What is required - What is needed is an exact copy of every record.

_ _ _ _ _ _ _

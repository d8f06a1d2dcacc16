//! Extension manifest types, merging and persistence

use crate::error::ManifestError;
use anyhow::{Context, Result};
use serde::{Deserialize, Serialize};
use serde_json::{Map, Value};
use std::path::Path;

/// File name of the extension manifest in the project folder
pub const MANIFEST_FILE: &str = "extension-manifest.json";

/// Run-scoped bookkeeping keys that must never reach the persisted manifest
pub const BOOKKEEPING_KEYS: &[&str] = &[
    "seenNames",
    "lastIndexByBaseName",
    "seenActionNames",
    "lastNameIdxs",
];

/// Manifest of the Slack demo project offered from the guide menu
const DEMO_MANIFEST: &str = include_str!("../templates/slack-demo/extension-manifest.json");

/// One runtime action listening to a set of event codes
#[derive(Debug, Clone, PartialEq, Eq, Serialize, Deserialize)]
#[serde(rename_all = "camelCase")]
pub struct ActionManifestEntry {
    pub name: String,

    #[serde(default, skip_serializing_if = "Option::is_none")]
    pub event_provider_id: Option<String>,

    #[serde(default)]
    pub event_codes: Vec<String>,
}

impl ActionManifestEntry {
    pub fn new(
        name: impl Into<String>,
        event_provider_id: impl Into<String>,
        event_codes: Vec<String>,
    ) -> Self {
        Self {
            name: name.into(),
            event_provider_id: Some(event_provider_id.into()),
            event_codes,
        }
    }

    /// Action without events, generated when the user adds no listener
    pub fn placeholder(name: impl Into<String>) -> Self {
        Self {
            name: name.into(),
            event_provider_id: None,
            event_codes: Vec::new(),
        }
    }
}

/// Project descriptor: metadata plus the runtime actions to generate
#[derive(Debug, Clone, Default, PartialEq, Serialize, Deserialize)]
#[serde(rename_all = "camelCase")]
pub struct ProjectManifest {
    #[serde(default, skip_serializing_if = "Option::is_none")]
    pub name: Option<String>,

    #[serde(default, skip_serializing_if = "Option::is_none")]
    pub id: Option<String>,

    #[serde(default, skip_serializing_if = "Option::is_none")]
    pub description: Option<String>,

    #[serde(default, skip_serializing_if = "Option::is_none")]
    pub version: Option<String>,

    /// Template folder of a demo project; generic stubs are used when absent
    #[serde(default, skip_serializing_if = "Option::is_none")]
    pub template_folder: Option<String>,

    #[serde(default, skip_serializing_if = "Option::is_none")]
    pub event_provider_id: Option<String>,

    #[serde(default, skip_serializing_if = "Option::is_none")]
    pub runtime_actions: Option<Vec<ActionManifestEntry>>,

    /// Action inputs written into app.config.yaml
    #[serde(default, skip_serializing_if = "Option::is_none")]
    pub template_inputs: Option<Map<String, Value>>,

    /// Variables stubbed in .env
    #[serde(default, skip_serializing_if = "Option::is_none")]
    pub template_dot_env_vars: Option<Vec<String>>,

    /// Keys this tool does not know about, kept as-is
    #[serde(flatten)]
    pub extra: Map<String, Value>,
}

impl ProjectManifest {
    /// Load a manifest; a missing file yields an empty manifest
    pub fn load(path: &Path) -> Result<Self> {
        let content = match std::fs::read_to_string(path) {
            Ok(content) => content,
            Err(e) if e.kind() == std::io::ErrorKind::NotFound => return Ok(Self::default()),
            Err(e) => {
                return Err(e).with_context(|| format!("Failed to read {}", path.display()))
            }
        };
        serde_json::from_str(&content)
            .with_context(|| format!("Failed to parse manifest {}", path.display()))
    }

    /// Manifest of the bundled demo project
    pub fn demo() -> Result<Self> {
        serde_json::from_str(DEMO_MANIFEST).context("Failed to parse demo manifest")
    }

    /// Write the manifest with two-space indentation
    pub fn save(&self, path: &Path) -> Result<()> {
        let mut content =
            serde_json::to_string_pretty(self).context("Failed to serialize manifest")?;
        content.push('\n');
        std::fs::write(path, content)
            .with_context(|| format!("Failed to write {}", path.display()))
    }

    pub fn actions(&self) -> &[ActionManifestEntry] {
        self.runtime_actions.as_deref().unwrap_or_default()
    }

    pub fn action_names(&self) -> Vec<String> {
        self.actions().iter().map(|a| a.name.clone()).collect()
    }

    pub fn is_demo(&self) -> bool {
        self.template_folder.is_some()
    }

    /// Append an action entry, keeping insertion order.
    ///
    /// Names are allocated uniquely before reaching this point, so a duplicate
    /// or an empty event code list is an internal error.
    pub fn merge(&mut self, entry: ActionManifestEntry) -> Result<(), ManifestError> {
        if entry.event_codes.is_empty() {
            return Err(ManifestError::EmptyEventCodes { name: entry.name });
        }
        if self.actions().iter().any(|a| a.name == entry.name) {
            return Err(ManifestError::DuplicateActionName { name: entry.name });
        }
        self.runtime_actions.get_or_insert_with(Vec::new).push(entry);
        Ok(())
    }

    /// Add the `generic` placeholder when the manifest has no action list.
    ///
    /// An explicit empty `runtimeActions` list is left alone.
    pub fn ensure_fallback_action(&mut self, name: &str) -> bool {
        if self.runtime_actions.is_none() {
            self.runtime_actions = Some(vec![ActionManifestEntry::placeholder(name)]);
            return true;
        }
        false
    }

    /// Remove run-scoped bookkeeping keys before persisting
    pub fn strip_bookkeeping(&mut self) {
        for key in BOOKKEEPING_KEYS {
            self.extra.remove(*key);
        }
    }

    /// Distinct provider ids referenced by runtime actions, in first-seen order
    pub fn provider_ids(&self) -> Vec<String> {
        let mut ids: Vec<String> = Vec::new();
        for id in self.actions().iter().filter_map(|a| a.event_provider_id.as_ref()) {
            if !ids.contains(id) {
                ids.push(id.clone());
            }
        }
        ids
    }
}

_ _ _ _ _ _ _

Result -
repository d8f06a1d2dcacc16
//! Extension manifest types, merging and persistence

use crate::error::ManifestError;
use anyhow::{Context, Result};
use serde::{Deserialize, Serialize};
use serde_json::{Map, Value};
use std::path::Path;

/// File name of the extension manifest in the project folder
pub const MANIFEST_FILE: &str = "extension-manifest.json";

/// Run-scoped bookkeeping keys that must never reach the persisted manifest
pub const BOOKKEEPING_KEYS: &[&str] = &[
    "seenNames",
    "lastIndexByBaseName",
    "seenActionNames",
    "lastNameIdxs",
];

/// Manifest of the Slack demo project offered from the guide menu
const DEMO_MANIFEST: &str = include_str!("../templates/slack-demo/extension-manifest.json");

/// One runtime action listening to a set of event codes
#[derive(Debug, Clone, PartialEq, Eq, Serialize, Deserialize)]
#[serde(rename_all = "camelCase")]
pub struct ActionManifestEntry {
    pub name: String,

    #[serde(default, skip_serializing_if = "Option::is_none")]
    pub event_provider_id: Option<String>,

    #[serde(default)]
    pub event_codes: Vec<String>,
}

impl ActionManifestEntry {
    pub fn new(
        name: impl Into<String>,
        event_provider_id: impl Into<String>,
        event_codes: Vec<String>,
    ) -> Self {
        Self {
            name: name.into(),
            event_provider_id: Some(event_provider_id.into()),
            event_codes,
        }
    }

    /// Action without events, generated when the user adds no listener
    pub fn placeholder(name: impl Into<String>) -> Self {
        Self {
            name: name.into(),
            event_provider_id: None,
            event_codes: Vec::new(),
        }
    }
}

/// Project descriptor: metadata plus the runtime actions to generate
#[derive(Debug, Clone, Default, PartialEq, Serialize, Deserialize)]
#[serde(rename_all = "camelCase")]
pub struct ProjectManifest {
    #[serde(default, skip_serializing_if = "Option::is_none")]
    pub name: Option<String>,

    #[serde(default, skip_serializing_if = "Option::is_none")]
    pub id: Option<String>,

    #[serde(default, skip_serializing_if = "Option::is_none")]
    pub description: Option<String>,

    #[serde(default, skip_serializing_if = "Option::is_none")]
    pub version: Option<String>,

    /// Template folder of a demo project; generic stubs are used when absent
    #[serde(default, skip_serializing_if = "Option::is_none")]
    pub template_folder: Option<String>,

    #[serde(default, skip_serializing_if = "Option::is_none")]
    pub event_provider_id: Option<String>,

    #[serde(default, skip_serializing_if = "Option::is_none")]
    pub runtime_actions: Option<Vec<ActionManifestEntry>>,

    /// Action inputs written into app.config.yaml
    #[serde(default, skip_serializing_if = "Option::is_none")]
    pub template_inputs: Option<Map<String, Value>>,

    /// Variables stubbed in .env
    #[serde(default, skip_serializing_if = "Option::is_none")]
    pub template_dot_env_vars: Option<Vec<String>>,

    /// Keys this tool does not know about, kept as-is
    #[serde(flatten)]
    pub extra: Map<String, Value>,
}

impl ProjectManifest {
    /// Load a manifest; a missing file yields an empty manifest
    pub fn load(path: &Path) -> Result<Self> {
        let content = match std::fs::read_to_string(path) {
            Ok(content) => content,
            Err(e) if e.kind() == std::io::ErrorKind::NotFound => return Ok(Self::default()),
            Err(e) => {
                return Err(e).with_context(|| format!("Failed to read {}", path.display()))
            }
        };
        serde_json::from_str(&content)
            .with_context(|| format!("Failed to parse manifest {}", path.display()))
    }

    /// Manifest of the bundled demo project
    pub fn demo() -> Result<Self> {
        serde_json::from_str(DEMO_MANIFEST).context("Failed to parse demo manifest")
    }

    /// Write the manifest with two-space indentation
    pub fn save(&self, path: &Path) -> Result<()> {
        let mut content =
            serde_json::to_string_pretty(self).context("Failed to serialize manifest")?;
        content.push('\n');
        std::fs::write(path, content)
            .with_context(|| format!("Failed to write {}", path.display()))
    }

    pub fn actions(&self) -> &[ActionManifestEntry] {
        self.runtime_actions.as_deref().unwrap_or_default()
    }

    pub fn action_names(&self) -> Vec<String> {
        self.actions().iter().map(|a| a.name.clone()).collect()
    }

    pub fn is_demo(&self) -> bool {
        self.template_folder.is_some()
    }

    /// Append an action entry, keeping insertion order.
    ///
    /// Names are allocated uniquely before reaching this point, so a duplicate
    /// or an empty event code list is an internal error.
    pub fn merge(&mut self, entry: ActionManifestEntry) -> Result<(), ManifestError> {
        if entry.event_codes.is_empty() {
            return Err(ManifestError::EmptyEventCodes { name: entry.name });
        }
        if self.actions().iter().any(|a| a.name == entry.name) {
            return Err(ManifestError::DuplicateActionName { name: entry.name });
        }
        self.runtime_actions.get_or_insert_with(Vec::new).push(entry);
        Ok(())
    }

    /// Add the `generic` placeholder when the manifest has no action list.
    ///
    /// An explicit empty `runtimeActions` list is left alone.
    pub fn ensure_fallback_action(&mut self, name: &str) -> bool {
        if self.runtime_actions.is_none() {
            self.runtime_actions = Some(vec![ActionManifestEntry::placeholder(name)]);
            return true;
        }
        false
    }

    /// Remove run-scoped bookkeeping keys before persisting
    pub fn strip_bookkeeping(&mut self) {
        for key in BOOKKEEPING_KEYS {
            self.extra.remove(*key);
        }
    }

    /// Distinct provider ids referenced by runtime actions, in first-seen order
    pub fn provider_ids(&self) -> Vec<String> {
        let mut ids: Vec<String> = Vec::new();
        for id in self.actions().iter().filter_map(|a| a.event_provider_id.as_ref()) {
            if !ids.contains(id) {
                ids.push(id.clone());
            }
        }
        ids
    }
}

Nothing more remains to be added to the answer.